Sustainability Forecasting for Deep Learning Packages
Junxiao Han,Yunkun Wang,Zhongxin Liu,Lingfeng Bao,Jiakun Liu,David Lo,Shuiguang Deng
DOI: https://doi.org/10.1109/saner60148.2024.00106
2024-01-01
Abstract:Deep Learning (DL) technologies have been widely adopted to tackle various tasks. In this process, through software dependencies, a multi-layer DL supply chain (SC) is formed, with DL frameworks acting as the root, DL packages acting as the bridge nodes, and downstream DL projects acting as the periphery. However, most Open Source Software (OSS) projects may fail.
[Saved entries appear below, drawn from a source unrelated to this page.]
//! # Facet Types - Ledger Model for Covenant State Tokens
//!
//! ## Purpose
//!
//! Shared vocabulary for every Facet crate: token categories, NFT capabilities,
//! transaction outputs and the single flat error enum all validation reports.
//! The ledger has no contract storage, so application state only ever exists
//! as commitments carried by unspent outputs modelled here.
//!
//! ## Integration Points
//!
//! - **Codec**: commitments are opaque `Vec<u8>` here; `facet-codec` gives them meaning
//! - **Covenant**: drafts and validates [`Transaction`] values built from these types
//! - **Chain**: the in-memory ledger and submission loop move these values around
//!
//! ## Architecture Role
//!
//! ```text
//! libs/types → codec / amm / accrual → covenant → chain
//!     ↑                                   ↓
//! Pure Data                      Validated Transactions
//! ```
//!
//! ## What This Crate Does NOT Contain
//! - Commitment layouts (belongs in `facet-codec`)
//! - Transition rules (belongs in `facet-covenant`)
//! - Any I/O

pub mod common;
pub mod ledger;

pub use common::errors::{CovenantError, CovenantResult};
pub use common::identifiers::{CategoryId, CodeHash, KeyHash, Outpoint, TxId};
pub use ledger::{Capability, Destination, Nft, Output, TokenData, Transaction, Utxo};
//! Default values for every configuration section

/// Ledger defaults
pub mod ledger {
    /// Native value carried by each non-registry state token
    pub const TOKEN_DUST: u64 = 0;
}

/// Staking defaults
pub mod staking {
    /// Smallest accepted stake
    pub const MIN_STAKE: u64 = 10_000;
}

/// Yield accrual defaults
pub mod accrual {
    /// Yield per second of window, in basis points of one unit
    pub const RATE_BPS: u32 = 1;

    /// Accrual window ending at each yield token's expiry (30 days)
    pub const TERM_SECS: u32 = 30 * 24 * 60 * 60;
}

/// Pool defaults
pub mod amm {
    /// Swap fee (30 = 0.3%)
    pub const FEE_BPS: u32 = 30;

    pub use facet_amm::{MAX_TICK, MIN_TICK};
}

/// Options defaults
pub mod options {
    /// Collateral locked per written contract
    pub const COLLATERAL_PER_CONTRACT: u64 = 100_000;
}

/// Oracle defaults
pub mod oracle {
    /// Oldest price an exercise will accept
    pub const MAX_PRICE_AGE_SECS: u32 = 3_600;
}

/// Submission loop defaults
pub mod submission {
    /// Rebuild-and-resubmit attempts after a lost race
    pub const MAX_RETRIES: u32 = 3;

    /// Base backoff between attempts (milliseconds), doubled each retry
    pub const BACKOFF_MS: u64 = 250;
}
Considering the crucial position of DL packages in the DL SC, to foster the sustainable development of DL SCs and DL packages, we aim to forecast the long-term sustainability of DL packages. Here, sustained activity is adopted as the main proxy of sustainability, and the sustainability status is classified as “sus-tainable” or “dormant”. Relatedly, a DL package is considered as “sustainable” if it has sustained activity in its last 12 months. Otherwise, it is deemed as “dormant”. To this end, we propose an approach that begins with obtaining longitudinal features for each DL package in each month. Then, we develop a model to forecast the sustainability of DL packages by incorporating the longitudinal features, which can aptly predict sustainability with an accuracy of up to 0.81. Subsequently, an interpretable module is developed to interpret the determinants (i.e., important features) that impact the sustainability of DL packages. Finally, we generate sustainability trajectories for each DL package to better understand the monthly changes of their sustainability status. Our findings uncover that for most DL packages, fewer but more centralized developers and a balanced collaboration are more likely to help sustain the DL packages. Furthermore, although some DL packages are sustainable, their sustainability trajectories present statistically decreasing trends over time. Based on the findings, we shed light on the dynamic sustainability of DL packages, highlight future research directions, and provide practical suggestions to DL package maintainers, developers, users, and software engineering researchers.